PROBLEM STATEMENT
Repeat the whole listing exactly, leaving nothing out.

━━━━━━━━━━━━━━━━━━━━━━━━━━━━━━

//! Property tests for compliance and quality scoring.

use connascence::detect::Severity;
use connascence::score::{compliance_from_points, grade, quality_score};
use proptest::prelude::*;

proptest! {
    #[test]
    fn compliance_stays_in_range(
        points in 0.0f64..10_000.0,
        lines in 0u64..100_000,
        calibration in 0.01f64..1_000.0,
    ) {
        let pct = compliance_from_points(points, lines, calibration);
        prop_assert!((0.0..=100.0).contains(&pct));
    }

    #[test]
    fn another_critical_never_raises_compliance(
        points in 0.0f64..10_000.0,
        lines in 1u64..100_000,
        calibration in 0.01f64..1_000.0,
    ) {
        let before = compliance_from_points(points, lines, calibration);
        let after = compliance_from_points(points + Severity::Critical.weight(), lines, calibration);
        prop_assert!(after <= before);
    }

    #[test]
    fn quality_stays_in_range(
        compliance in 0.0f64..=100.0,
        duplication in 0.0f64..=1.0,
        god_objects in 0.0f64..=1.0,
    ) {
        let q = quality_score(compliance, duplication, god_objects);
        prop_assert!((0.0..=1.0).contains(&q));
        prop_assert!(["A", "B", "C", "D", "F"].contains(&grade(q)));
    }

    #[test]
    fn quality_falls_with_duplication(
        compliance in 0.0f64..=100.0,
        low in 0.0f64..=0.5,
        extra in 0.0f64..=0.5,
    ) {
        let clean = quality_score(compliance, low, 0.0);
        let worse = quality_score(compliance, low + extra, 0.0);
        prop_assert!(worse <= clean);
    }
}

#[test]
fn no_violations_is_full_compliance() {
    assert_eq!(compliance_from_points(0.0, 500, 100.0), 100.0);
    assert_eq!(quality_score(100.0, 0.0, 0.0), 1.0);
}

━━━━━━━━━━━━━━━━━━━━━━━━━━━━━━

RESPONSE
//! Property tests for compliance and quality scoring.

use connascence::detect::Severity;
use connascence::score::{compliance_from_points, grade, quality_score};
use proptest::prelude::*;

proptest! {
    #[test]
    fn compliance_stays_in_range(
        points in 0.0f64..10_000.0,
        lines in 0u64..100_000,
        calibration in 0.01f64..1_000.0,
    ) {
        let pct = compliance_from_points(points, lines, calibration);
        prop_assert!((0.0..=100.0).contains(&pct));
    }

    #[test]
    fn another_critical_never_raises_compliance(
        points in 0.0f64..10_000.0,
        lines in 1u64..100_000,
        calibration in 0.01f64..1_000.0,
    ) {
        let before = compliance_from_points(points, lines, calibration);
        let after = compliance_from_points(points + Severity::Critical.weight(), lines, calibration);
        prop_assert!(after <= before);
    }

    #[test]
    fn quality_stays_in_range(
        compliance in 0.0f64..=100.0,
        duplication in 0.0f64..=1.0,
        god_objects in 0.0f64..=1.0,
    ) {
        let q = quality_score(compliance, duplication, god_objects);
        prop_assert!((0.0..=1.0).contains(&q));
        prop_assert!(["A", "B", "C", "D", "F"].contains(&grade(q)));
    }

    #[test]
    fn quality_falls_with_duplication(
        compliance in 0.0f64..=100.0,
        low in 0.0f64..=0.5,
        extra in 0.0f64..=0.5,
    ) {
        let clean = quality_score(compliance, low, 0.0);
        let worse = quality_score(compliance, low + extra, 0.0);
        prop_assert!(worse <= clean);
    }
}

#[test]
fn no_violations_is_full_compliance() {
    assert_eq!(compliance_from_points(0.0, 500, 100.0), 100.0);
    assert_eq!(quality_score(100.0, 0.0, 0.0), 1.0);
}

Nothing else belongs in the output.